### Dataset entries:
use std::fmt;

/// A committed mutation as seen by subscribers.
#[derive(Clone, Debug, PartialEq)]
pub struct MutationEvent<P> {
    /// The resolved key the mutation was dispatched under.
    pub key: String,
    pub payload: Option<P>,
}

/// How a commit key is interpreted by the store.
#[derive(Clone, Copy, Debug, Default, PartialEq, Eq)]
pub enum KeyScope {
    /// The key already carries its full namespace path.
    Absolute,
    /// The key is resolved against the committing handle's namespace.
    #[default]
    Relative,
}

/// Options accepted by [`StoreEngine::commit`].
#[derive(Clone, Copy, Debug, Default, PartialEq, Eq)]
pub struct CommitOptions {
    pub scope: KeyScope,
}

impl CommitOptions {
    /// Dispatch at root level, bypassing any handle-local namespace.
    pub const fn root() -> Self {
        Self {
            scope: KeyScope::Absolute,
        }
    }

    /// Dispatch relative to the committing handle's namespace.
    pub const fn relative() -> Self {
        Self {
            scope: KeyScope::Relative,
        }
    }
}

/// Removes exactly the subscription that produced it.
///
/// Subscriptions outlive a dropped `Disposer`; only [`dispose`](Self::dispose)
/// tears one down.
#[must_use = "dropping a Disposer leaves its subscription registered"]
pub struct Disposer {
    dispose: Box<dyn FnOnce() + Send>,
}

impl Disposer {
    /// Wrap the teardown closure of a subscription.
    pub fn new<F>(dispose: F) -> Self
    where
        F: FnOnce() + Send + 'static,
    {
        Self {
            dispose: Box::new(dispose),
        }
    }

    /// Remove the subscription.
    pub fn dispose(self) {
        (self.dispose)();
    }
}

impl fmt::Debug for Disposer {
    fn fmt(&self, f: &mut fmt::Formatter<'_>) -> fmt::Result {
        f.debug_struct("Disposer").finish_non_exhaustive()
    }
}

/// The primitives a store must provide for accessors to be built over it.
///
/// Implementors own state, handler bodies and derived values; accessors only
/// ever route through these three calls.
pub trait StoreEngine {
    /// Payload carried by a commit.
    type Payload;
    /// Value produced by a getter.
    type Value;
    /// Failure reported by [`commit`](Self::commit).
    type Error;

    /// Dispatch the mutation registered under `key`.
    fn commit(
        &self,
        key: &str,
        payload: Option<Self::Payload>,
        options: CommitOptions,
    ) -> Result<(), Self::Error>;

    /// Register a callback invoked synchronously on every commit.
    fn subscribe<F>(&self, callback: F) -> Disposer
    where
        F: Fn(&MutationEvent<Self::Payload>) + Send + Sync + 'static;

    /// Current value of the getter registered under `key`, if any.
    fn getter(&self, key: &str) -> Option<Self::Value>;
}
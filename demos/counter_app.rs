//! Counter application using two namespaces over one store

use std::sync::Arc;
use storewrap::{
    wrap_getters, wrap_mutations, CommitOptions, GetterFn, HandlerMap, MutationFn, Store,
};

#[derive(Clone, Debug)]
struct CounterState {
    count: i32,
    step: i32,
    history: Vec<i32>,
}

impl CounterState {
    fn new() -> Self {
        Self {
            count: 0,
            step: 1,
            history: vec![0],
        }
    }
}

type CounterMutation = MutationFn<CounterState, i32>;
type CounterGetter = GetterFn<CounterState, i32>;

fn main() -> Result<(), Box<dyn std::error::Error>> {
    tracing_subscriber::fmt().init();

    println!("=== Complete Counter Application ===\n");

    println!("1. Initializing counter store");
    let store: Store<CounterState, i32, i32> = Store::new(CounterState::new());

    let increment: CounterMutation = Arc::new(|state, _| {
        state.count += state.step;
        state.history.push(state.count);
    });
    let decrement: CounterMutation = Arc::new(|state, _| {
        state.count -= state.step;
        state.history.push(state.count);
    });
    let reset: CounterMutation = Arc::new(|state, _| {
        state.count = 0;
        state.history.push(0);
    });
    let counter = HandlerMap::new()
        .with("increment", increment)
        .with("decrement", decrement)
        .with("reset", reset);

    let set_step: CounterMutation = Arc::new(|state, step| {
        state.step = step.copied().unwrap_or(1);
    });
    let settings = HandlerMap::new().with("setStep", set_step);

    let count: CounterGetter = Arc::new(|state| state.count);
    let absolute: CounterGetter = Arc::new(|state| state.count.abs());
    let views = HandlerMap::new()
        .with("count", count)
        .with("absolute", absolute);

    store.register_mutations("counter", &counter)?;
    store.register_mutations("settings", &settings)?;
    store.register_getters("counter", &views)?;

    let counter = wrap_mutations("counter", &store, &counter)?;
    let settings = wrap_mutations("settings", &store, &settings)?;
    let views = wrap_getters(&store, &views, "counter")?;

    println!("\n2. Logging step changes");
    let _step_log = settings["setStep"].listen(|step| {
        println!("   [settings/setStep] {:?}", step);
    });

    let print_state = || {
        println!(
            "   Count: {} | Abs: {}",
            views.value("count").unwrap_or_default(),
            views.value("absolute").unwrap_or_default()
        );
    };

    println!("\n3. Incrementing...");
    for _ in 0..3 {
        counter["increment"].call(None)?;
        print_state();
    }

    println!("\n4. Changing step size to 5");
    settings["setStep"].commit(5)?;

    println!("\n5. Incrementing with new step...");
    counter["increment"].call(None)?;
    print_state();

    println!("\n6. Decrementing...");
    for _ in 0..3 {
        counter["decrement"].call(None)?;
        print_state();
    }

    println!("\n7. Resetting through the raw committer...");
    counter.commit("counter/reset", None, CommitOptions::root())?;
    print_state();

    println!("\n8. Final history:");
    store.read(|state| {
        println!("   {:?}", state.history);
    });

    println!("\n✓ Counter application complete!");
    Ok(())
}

### What the task requires:
Could you please repeat the data exactly as given?

### Finished task:
use std::fmt;

/// A committed mutation as seen by subscribers.
#[derive(Clone, Debug, PartialEq)]
pub struct MutationEvent<P> {
    /// The resolved key the mutation was dispatched under.
    pub key: String,
    pub payload: Option<P>,
}

/// How a commit key is interpreted by the store.
#[derive(Clone, Copy, Debug, Default, PartialEq, Eq)]
pub enum KeyScope {
    /// The key already carries its full namespace path.
    Absolute,
    /// The key is resolved against the committing handle's namespace.
    #[default]
    Relative,
}

/// Options accepted by [`StoreEngine::commit`].
#[derive(Clone, Copy, Debug, Default, PartialEq, Eq)]
pub struct CommitOptions {
    pub scope: KeyScope,
}

impl CommitOptions {
    /// Dispatch at root level, bypassing any handle-local namespace.
    pub const fn root() -> Self {
        Self {
            scope: KeyScope::Absolute,
        }
    }

    /// Dispatch relative to the committing handle's namespace.
    pub const fn relative() -> Self {
        Self {
            scope: KeyScope::Relative,
        }
    }
}

/// Removes exactly the subscription that produced it.
///
/// Subscriptions outlive a dropped `Disposer`; only [`dispose`](Self::dispose)
/// tears one down.
#[must_use = "dropping a Disposer leaves its subscription registered"]
pub struct Disposer {
    dispose: Box<dyn FnOnce() + Send>,
}

impl Disposer {
    /// Wrap the teardown closure of a subscription.
    pub fn new<F>(dispose: F) -> Self
    where
        F: FnOnce() + Send + 'static,
    {
        Self {
            dispose: Box::new(dispose),
        }
    }

    /// Remove the subscription.
    pub fn dispose(self) {
        (self.dispose)();
    }
}

impl fmt::Debug for Disposer {
    fn fmt(&self, f: &mut fmt::Formatter<'_>) -> fmt::Result {
        f.debug_struct("Disposer").finish_non_exhaustive()
    }
}

/// The primitives a store must provide for accessors to be built over it.
///
/// Implementors own state, handler bodies and derived values; accessors only
/// ever route through these three calls.
pub trait StoreEngine {
    /// Payload carried by a commit.
    type Payload;
    /// Value produced by a getter.
    type Value;
    /// Failure reported by [`commit`](Self::commit).
    type Error;

    /// Dispatch the mutation registered under `key`.
    fn commit(
        &self,
        key: &str,
        payload: Option<Self::Payload>,
        options: CommitOptions,
    ) -> Result<(), Self::Error>;

    /// Register a callback invoked synchronously on every commit.
    fn subscribe<F>(&self, callback: F) -> Disposer
    where
        F: Fn(&MutationEvent<Self::Payload>) + Send + Sync + 'static;

    /// Current value of the getter registered under `key`, if any.
    fn getter(&self, key: &str) -> Option<Self::Value>;
}
filename demos/counter_app.rs
//! Counter application using two namespaces over one store

use std::sync::Arc;
use storewrap::{
    wrap_getters, wrap_mutations, CommitOptions, GetterFn, HandlerMap, MutationFn, Store,
};

#[derive(Clone, Debug)]
struct CounterState {
    count: i32,
    step: i32,
    history: Vec<i32>,
}

impl CounterState {
    fn new() -> Self {
        Self {
            count: 0,
            step: 1,
            history: vec![0],
        }
    }
}

type CounterMutation = MutationFn<CounterState, i32>;
type CounterGetter = GetterFn<CounterState, i32>;

fn main() -> Result<(), Box<dyn std::error::Error>> {
    tracing_subscriber::fmt().init();

    println!("=== Complete Counter Application ===\n");

    println!("1. Initializing counter store");
    let store: Store<CounterState, i32, i32> = Store::new(CounterState::new());

    let increment: CounterMutation = Arc::new(|state, _| {
        state.count += state.step;
        state.history.push(state.count);
    });
    let decrement: CounterMutation = Arc::new(|state, _| {
        state.count -= state.step;
        state.history.push(state.count);
    });
    let reset: CounterMutation = Arc::new(|state, _| {
        state.count = 0;
        state.history.push(0);
    });
    let counter = HandlerMap::new()
        .with("increment", increment)
        .with("decrement", decrement)
        .with("reset", reset);

    let set_step: CounterMutation = Arc::new(|state, step| {
        state.step = step.copied().unwrap_or(1);
    });
    let settings = HandlerMap::new().with("setStep", set_step);

    let count: CounterGetter = Arc::new(|state| state.count);
    let absolute: CounterGetter = Arc::new(|state| state.count.abs());
    let views = HandlerMap::new()
        .with("count", count)
        .with("absolute", absolute);

    store.register_mutations("counter", &counter)?;
    store.register_mutations("settings", &settings)?;
    store.register_getters("counter", &views)?;

    let counter = wrap_mutations("counter", &store, &counter)?;
    let settings = wrap_mutations("settings", &store, &settings)?;
    let views = wrap_getters(&store, &views, "counter")?;

    println!("\n2. Logging step changes");
    let _step_log = settings["setStep"].listen(|step| {
        println!("   [settings/setStep] {:?}", step);
    });

    let print_state = || {
        println!(
            "   Count: {} | Abs: {}",
            views.value("count").unwrap_or_default(),
            views.value("absolute").unwrap_or_default()
        );
    };

    println!("\n3. Incrementing...");
    for _ in 0..3 {
        counter["increment"].call(None)?;
        print_state();
    }

    println!("\n4. Changing step size to 5");
    settings["setStep"].commit(5)?;

    println!("\n5. Incrementing with new step...");
    counter["increment"].call(None)?;
    print_state();

    println!("\n6. Decrementing...");
    for _ in 0..3 {
        counter["decrement"].call(None)?;
        print_state();
    }

    println!("\n7. Resetting through the raw committer...");
    counter.commit("counter/reset", None, CommitOptions::root())?;
    print_state();

    println!("\n8. Final history:");
    store.read(|state| {
        println!("   {:?}", state.history);
    });

    println!("\n✓ Counter application complete!");
    Ok(())
}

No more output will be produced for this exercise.